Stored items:
- Opening Delimiter -

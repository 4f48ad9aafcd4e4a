use std::ops::{Add, AddAssign, Div, DivAssign, Index, Mul, MulAssign, Neg, Sub, SubAssign};

use crate::utils::POSITION_EPSILON;

/// A 3-component vector used for positions, velocities and forces.
///
/// All arithmetic is componentwise. `*` and `/` between two vectors multiply
/// and divide element by element; `*` and `/` with an `f64` scale every axis.
///
/// # Examples
///
/// ```
/// use rs_layout::models::Vector3;
///
/// let a = Vector3::new(1.0, 2.0, 3.0);
/// let b = Vector3::new(4.0, 5.0, 6.0);
///
/// assert_eq!(a + b, Vector3::new(5.0, 7.0, 9.0));
/// assert_eq!(a * b, Vector3::new(4.0, 10.0, 18.0));
/// assert_eq!((b / 2.0).sum(), 7.5);
/// ```
#[derive(Debug, Clone, Copy, Default, PartialEq)]
pub struct Vector3 {
    pub x: f64,
    pub y: f64,
    pub z: f64,
}

impl Vector3 {
    pub const fn new(x: f64, y: f64, z: f64) -> Self {
        Self { x, y, z }
    }

    pub const fn zero() -> Self {
        Self::new(0.0, 0.0, 0.0)
    }

    /// A vector with the same value on every axis.
    pub const fn splat(s: f64) -> Self {
        Self::new(s, s, s)
    }

    /// Returns true if `other` is within `1e-8` of `self` on every axis.
    ///
    /// # Examples
    ///
    /// ```
    /// use rs_layout::models::Vector3;
    ///
    /// let a = Vector3::new(1.0, 1.0, 1.0);
    /// assert!(a.same_as(&Vector3::new(1.0 + 1e-9, 1.0, 1.0)));
    /// assert!(!a.same_as(&Vector3::new(1.0 + 1e-6, 1.0, 1.0)));
    /// ```
    pub fn same_as(&self, other: &Vector3) -> bool {
        let diff = *self - *other;
        diff.x.abs() < POSITION_EPSILON
            && diff.y.abs() < POSITION_EPSILON
            && diff.z.abs() < POSITION_EPSILON
    }

    /// Sum of the three components.
    pub fn sum(&self) -> f64 {
        self.x + self.y + self.z
    }

    /// Euclidean length.
    pub fn length(&self) -> f64 {
        (*self * *self).sum().sqrt()
    }

    /// Componentwise absolute value.
    pub fn abs(&self) -> Vector3 {
        Vector3::new(self.x.abs(), self.y.abs(), self.z.abs())
    }

    /// Componentwise square.
    pub fn squared(&self) -> Vector3 {
        *self * *self
    }

    /// Componentwise minimum.
    pub fn min(&self, other: &Vector3) -> Vector3 {
        Vector3::new(self.x.min(other.x), self.y.min(other.y), self.z.min(other.z))
    }

    /// Componentwise maximum.
    pub fn max(&self, other: &Vector3) -> Vector3 {
        Vector3::new(self.x.max(other.x), self.y.max(other.y), self.z.max(other.z))
    }

    /// The largest of the three components.
    pub fn max_element(&self) -> f64 {
        self.x.max(self.y).max(self.z)
    }

    pub fn is_zero(&self) -> bool {
        self.x == 0.0 && self.y == 0.0 && self.z == 0.0
    }

    pub fn to_coord(&self) -> (f64, f64, f64) {
        (self.x, self.y, self.z)
    }
}

impl From<(f64, f64, f64)> for Vector3 {
    fn from(coord: (f64, f64, f64)) -> Self {
        Vector3::new(coord.0, coord.1, coord.2)
    }
}

impl Index<usize> for Vector3 {
    type Output = f64;

    fn index(&self, axis: usize) -> &f64 {
        match axis {
            0 => &self.x,
            1 => &self.y,
            2 => &self.z,
            _ => panic!("Vector3 axis out of range: {}", axis),
        }
    }
}

impl Add for Vector3 {
    type Output = Vector3;

    fn add(self, rhs: Vector3) -> Vector3 {
        Vector3::new(self.x + rhs.x, self.y + rhs.y, self.z + rhs.z)
    }
}

impl Sub for Vector3 {
    type Output = Vector3;

    fn sub(self, rhs: Vector3) -> Vector3 {
        Vector3::new(self.x - rhs.x, self.y - rhs.y, self.z - rhs.z)
    }
}

impl Mul for Vector3 {
    type Output = Vector3;

    fn mul(self, rhs: Vector3) -> Vector3 {
        Vector3::new(self.x * rhs.x, self.y * rhs.y, self.z * rhs.z)
    }
}

impl Div for Vector3 {
    type Output = Vector3;

    fn div(self, rhs: Vector3) -> Vector3 {
        Vector3::new(self.x / rhs.x, self.y / rhs.y, self.z / rhs.z)
    }
}

impl Mul<f64> for Vector3 {
    type Output = Vector3;

    fn mul(self, rhs: f64) -> Vector3 {
        Vector3::new(self.x * rhs, self.y * rhs, self.z * rhs)
    }
}

impl Mul<Vector3> for f64 {
    type Output = Vector3;

    fn mul(self, rhs: Vector3) -> Vector3 {
        rhs * self
    }
}

impl Div<f64> for Vector3 {
    type Output = Vector3;

    fn div(self, rhs: f64) -> Vector3 {
        Vector3::new(self.x / rhs, self.y / rhs, self.z / rhs)
    }
}

impl Neg for Vector3 {
    type Output = Vector3;

    fn neg(self) -> Vector3 {
        Vector3::new(-self.x, -self.y, -self.z)
    }
}

impl AddAssign for Vector3 {
    fn add_assign(&mut self, rhs: Vector3) {
        *self = *self + rhs;
    }
}

impl SubAssign for Vector3 {
    fn sub_assign(&mut self, rhs: Vector3) {
        *self = *self - rhs;
    }
}

impl MulAssign<f64> for Vector3 {
    fn mul_assign(&mut self, rhs: f64) {
        *self = *self * rhs;
    }
}

impl DivAssign<f64> for Vector3 {
    fn div_assign(&mut self, rhs: f64) {
        *self = *self / rhs;
    }
}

- Closing Delimiter -

● **Instructions to follow**: Scan the records above and report every line with the string "three".

● **Result of the exercise**:
    /// Sum of the three components.
    /// The largest of the three components.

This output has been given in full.